Seeking stability, resilience and excellence? Design like you care
Have you noticed how much more likely you are to do something when you enjoy it? It sounds obvious. We all know by now that we are surrounded by moments that trigger dopamine hits that make us return for more.
But I’m not talking about heart emojis. I want to talk about the feeling you get when you experience something that pleases you. The branding evoking nostalgia. The app that works intuitively, as if it was built for you. The process that feels seamless, considerate.
Those moments don’t just happen by accident. They’re the result of someone taking the time to think about what the experience would feel like and caring enough to get the details right. Considering emotion as a design principle.

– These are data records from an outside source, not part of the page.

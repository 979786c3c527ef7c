//! Gradient-boosted regression trees loaded from JSON.
//!
//! ```json
//! {
//!   "learning_rate": 0.1,
//!   "base_score": 0.0,
//!   "trees": [
//!     { "feature_idx": 2, "threshold": 1.5, "value": 0.0,
//!       "left":  { "feature_idx": -1, "threshold": 0.0, "value": 0.3 },
//!       "right": { "feature_idx": -1, "threshold": 0.0, "value": -0.1 } }
//!   ]
//! }
//! ```

use std::path::Path;

use serde::{Deserialize, Serialize};

use crate::error::{QueryLensError, Result};

/// An additive ensemble of regression trees.
#[derive(Debug, Clone, Default, PartialEq, Serialize, Deserialize)]
pub struct TreeEnsemble {
    /// Shrinkage applied to every tree output.
    #[serde(default = "default_learning_rate")]
    pub learning_rate: f64,
    /// Prediction before any tree is added.
    #[serde(default)]
    pub base_score: f64,
    /// Trees in the ensemble.
    #[serde(default)]
    pub trees: Vec<DecisionTree>,
}

fn default_learning_rate() -> f64 {
    1.0
}

impl TreeEnsemble {
    pub fn new(learning_rate: f64, base_score: f64) -> Self {
        TreeEnsemble {
            learning_rate,
            base_score,
            trees: Vec::new(),
        }
    }

    pub fn with_tree(mut self, tree: DecisionTree) -> Self {
        self.trees.push(tree);
        self
    }

    /// Parse and validate a model.
    pub fn from_json(content: &str) -> Result<Self> {
        let model: TreeEnsemble = serde_json::from_str(content)
            .map_err(|e| QueryLensError::model(format!("invalid model: {e}")))?;
        model.validate()?;
        Ok(model)
    }

    pub fn load(path: &Path) -> Result<Self> {
        let content = std::fs::read_to_string(path).map_err(|e| {
            QueryLensError::model(format!("cannot read model {}: {e}", path.display()))
        })?;
        Self::from_json(&content)
    }

    pub fn save(&self, path: &Path) -> Result<()> {
        let json = serde_json::to_string_pretty(self)?;
        std::fs::write(path, json)?;
        Ok(())
    }

    pub fn validate(&self) -> Result<()> {
        if !self.learning_rate.is_finite() || !self.base_score.is_finite() {
            return Err(QueryLensError::model("learning_rate and base_score must be finite"));
        }
        for (i, tree) in self.trees.iter().enumerate() {
            tree.root
                .validate()
                .map_err(|e| QueryLensError::model(format!("tree {i}: {e}")))?;
        }
        Ok(())
    }

    pub fn len(&self) -> usize {
        self.trees.len()
    }

    pub fn is_empty(&self) -> bool {
        self.trees.is_empty()
    }

    /// Score a feature vector.
    pub fn predict(&self, features: &[f64]) -> f64 {
        self.base_score
            + self
                .trees
                .iter()
                .map(|tree| self.learning_rate * tree.predict(features))
                .sum::<f64>()
    }
}

/// A single regression tree.
#[derive(Debug, Clone, PartialEq, Serialize, Deserialize)]
#[serde(transparent)]
pub struct DecisionTree {
    root: TreeNode,
}

impl DecisionTree {
    pub fn new(root: TreeNode) -> Self {
        DecisionTree { root }
    }

    /// Walk from the root to a leaf and return its value.
    pub fn predict(&self, features: &[f64]) -> f64 {
        let mut node = &self.root;
        loop {
            if node.is_leaf() {
                return node.value;
            }
            // Missing features read as zero.
            let feature_value = usize::try_from(node.feature_idx)
                .ok()
                .and_then(|i| features.get(i).copied())
                .unwrap_or(0.0);
            let next = if feature_value <= node.threshold {
                node.left.as_deref()
            } else {
                node.right.as_deref()
            };
            match next {
                Some(child) => node = child,
                None => return node.value,
            }
        }
    }
}

#[derive(Debug, Clone, PartialEq, Serialize, Deserialize)]
pub struct TreeNode {
    /// Feature index for split (-1 for leaf).
    pub feature_idx: i32,
    /// Threshold value for split.
    #[serde(default)]
    pub threshold: f64,
    /// Prediction value (for leaf nodes).
    #[serde(default)]
    pub value: f64,
    /// Left child, taken when the feature is at most the threshold.
    #[serde(default, skip_serializing_if = "Option::is_none")]
    pub left: Option<Box<TreeNode>>,
    /// Right child.
    #[serde(default, skip_serializing_if = "Option::is_none")]
    pub right: Option<Box<TreeNode>>,
}

impl TreeNode {
    pub fn leaf(value: f64) -> Self {
        TreeNode {
            feature_idx: -1,
            threshold: 0.0,
            value,
            left: None,
            right: None,
        }
    }

    pub fn split(feature_idx: usize, threshold: f64, left: TreeNode, right: TreeNode) -> Self {
        TreeNode {
            feature_idx: feature_idx as i32,
            threshold,
            value: 0.0,
            left: Some(Box::new(left)),
            right: Some(Box::new(right)),
        }
    }

    pub fn is_leaf(&self) -> bool {
        self.feature_idx == -1
    }

    fn validate(&self) -> std::result::Result<(), String> {
        if self.feature_idx < -1 {
            return Err(format!("invalid feature index {}", self.feature_idx));
        }
        if !self.threshold.is_finite() || !self.value.is_finite() {
            return Err("non-finite threshold or value".to_string());
        }
        if !self.is_leaf() && self.left.is_none() && self.right.is_none() {
            return Err(format!("split on feature {} has no children", self.feature_idx));
        }
        for child in [&self.left, &self.right].into_iter().flatten() {
            child.validate()?;
        }
        Ok(())
    }
}

#[cfg(test)]
mod tests {
    use super::*;
    use tempfile::TempDir;

    const MODEL: &str = r#"{
        "learning_rate": 0.5,
        "base_score": 1.0,
        "trees": [
            { "feature_idx": 0, "threshold": 2.0,
              "left":  { "feature_idx": -1, "value": 1.0 },
              "right": { "feature_idx": -1, "value": -1.0 } },
            { "feature_idx": -1, "value": 0.2 }
        ]
    }"#;

    #[test]
    fn test_predict() {
        let model = TreeEnsemble::from_json(MODEL).unwrap();
        assert_eq!(model.len(), 2);
        assert!((model.predict(&[1.0]) - (1.0 + 0.5 * 1.0 + 0.5 * 0.2)).abs() < 1e-9);
        assert!((model.predict(&[3.0]) - (1.0 - 0.5 + 0.1)).abs() < 1e-9);
    }

    #[test]
    fn test_missing_feature_reads_zero() {
        let model = TreeEnsemble::from_json(MODEL).unwrap();
        assert_eq!(model.predict(&[]), model.predict(&[0.0]));
    }

    #[test]
    fn test_empty_model_predicts_base_score() {
        let model = TreeEnsemble::new(0.1, 0.25);
        assert!(model.is_empty());
        assert_eq!(model.predict(&[1.0, 2.0]), 0.25);
    }

    #[test]
    fn test_rejects_invalid_models() {
        assert!(matches!(
            TreeEnsemble::from_json("not json"),
            Err(QueryLensError::Model(_))
        ));
        assert!(TreeEnsemble::from_json(r#"{"trees": [{"feature_idx": -3}]}"#).is_err());
        assert!(TreeEnsemble::from_json(r#"{"trees": [{"feature_idx": 1}]}"#).is_err());
    }

    #[test]
    fn test_save_and_load() {
        let dir = TempDir::new().unwrap();
        let path = dir.path().join("model.json");
        let model = TreeEnsemble::new(0.1, 0.0).with_tree(DecisionTree::new(TreeNode::split(
            3,
            0.5,
            TreeNode::leaf(1.0),
            TreeNode::leaf(2.0),
        )));
        model.save(&path).unwrap();
        assert_eq!(TreeEnsemble::load(&path).unwrap(), model);
    }
}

The effect is undeniable, with research from Harvard Business Review showing that emotionally connected customers are 52 per cent more valuable than those who are simply satisfied.
So what?
Most of us are operating against a backdrop that feels uncertain, volatile, even fragile. And in the face of that, we’re asking people to perform more, deliver more, connect more, to break through the unpredictability. Could there be a better route to reaching that outcome?
Despite having optimisation and immediacy at our fingertips, we are seeing a significant shift, with more people increasingly craving experiences that feel personal, trustworthy, and real.
Because what automation can’t easily replicate is care, the kind that comes from deeply understanding the people you’re designing for and making deliberate choices on their behalf.
The experiences that will stand out in the next few years won’t just be the most technically sophisticated, they’ll be ones that feel like they were crafted for someone, not produced for everyone.
The organisations that close that gap aren't necessarily reinventing everything.
They're asking better questions at the start. Who is this really for? What do we need them to do? What do we want them to feel?
That kind of intentional, human craft is what separates something functional from something people genuinely value.
It comes down to a simple choice: caring about the experience, not just the outcome.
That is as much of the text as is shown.